◆ **EXERCISE GOAL**
Find every line in the records below that contains the word "IntoResponse", and copy each such line.

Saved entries
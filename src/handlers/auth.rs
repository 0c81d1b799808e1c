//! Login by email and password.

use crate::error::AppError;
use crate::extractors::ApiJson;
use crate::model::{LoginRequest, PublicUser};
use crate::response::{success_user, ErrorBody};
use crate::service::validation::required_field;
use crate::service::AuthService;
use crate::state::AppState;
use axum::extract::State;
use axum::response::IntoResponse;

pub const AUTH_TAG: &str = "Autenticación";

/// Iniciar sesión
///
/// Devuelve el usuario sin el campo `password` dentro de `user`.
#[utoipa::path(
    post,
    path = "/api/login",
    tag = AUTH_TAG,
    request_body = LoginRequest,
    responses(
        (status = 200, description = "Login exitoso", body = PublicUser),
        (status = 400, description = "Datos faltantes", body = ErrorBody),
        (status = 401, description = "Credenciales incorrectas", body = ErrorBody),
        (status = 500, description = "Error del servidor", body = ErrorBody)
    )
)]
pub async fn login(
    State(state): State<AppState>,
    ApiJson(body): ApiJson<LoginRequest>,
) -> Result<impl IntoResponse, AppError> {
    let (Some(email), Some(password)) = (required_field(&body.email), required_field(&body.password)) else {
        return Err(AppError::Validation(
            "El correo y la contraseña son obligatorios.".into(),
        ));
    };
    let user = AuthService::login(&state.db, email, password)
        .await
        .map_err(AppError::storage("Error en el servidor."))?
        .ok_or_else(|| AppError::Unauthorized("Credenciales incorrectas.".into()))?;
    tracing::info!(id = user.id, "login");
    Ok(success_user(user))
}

---

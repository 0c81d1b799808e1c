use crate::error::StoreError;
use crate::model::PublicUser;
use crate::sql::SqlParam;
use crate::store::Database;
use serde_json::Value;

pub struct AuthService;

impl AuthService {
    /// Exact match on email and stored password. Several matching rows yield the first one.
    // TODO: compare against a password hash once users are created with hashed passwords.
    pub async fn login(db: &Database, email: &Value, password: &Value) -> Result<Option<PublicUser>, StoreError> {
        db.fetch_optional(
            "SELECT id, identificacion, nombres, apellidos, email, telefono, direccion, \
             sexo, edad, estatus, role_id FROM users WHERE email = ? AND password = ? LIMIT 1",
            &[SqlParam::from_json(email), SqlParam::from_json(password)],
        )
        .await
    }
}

◆ **RESPONSE**
use axum::response::IntoResponse;
) -> Result<impl IntoResponse, AppError> {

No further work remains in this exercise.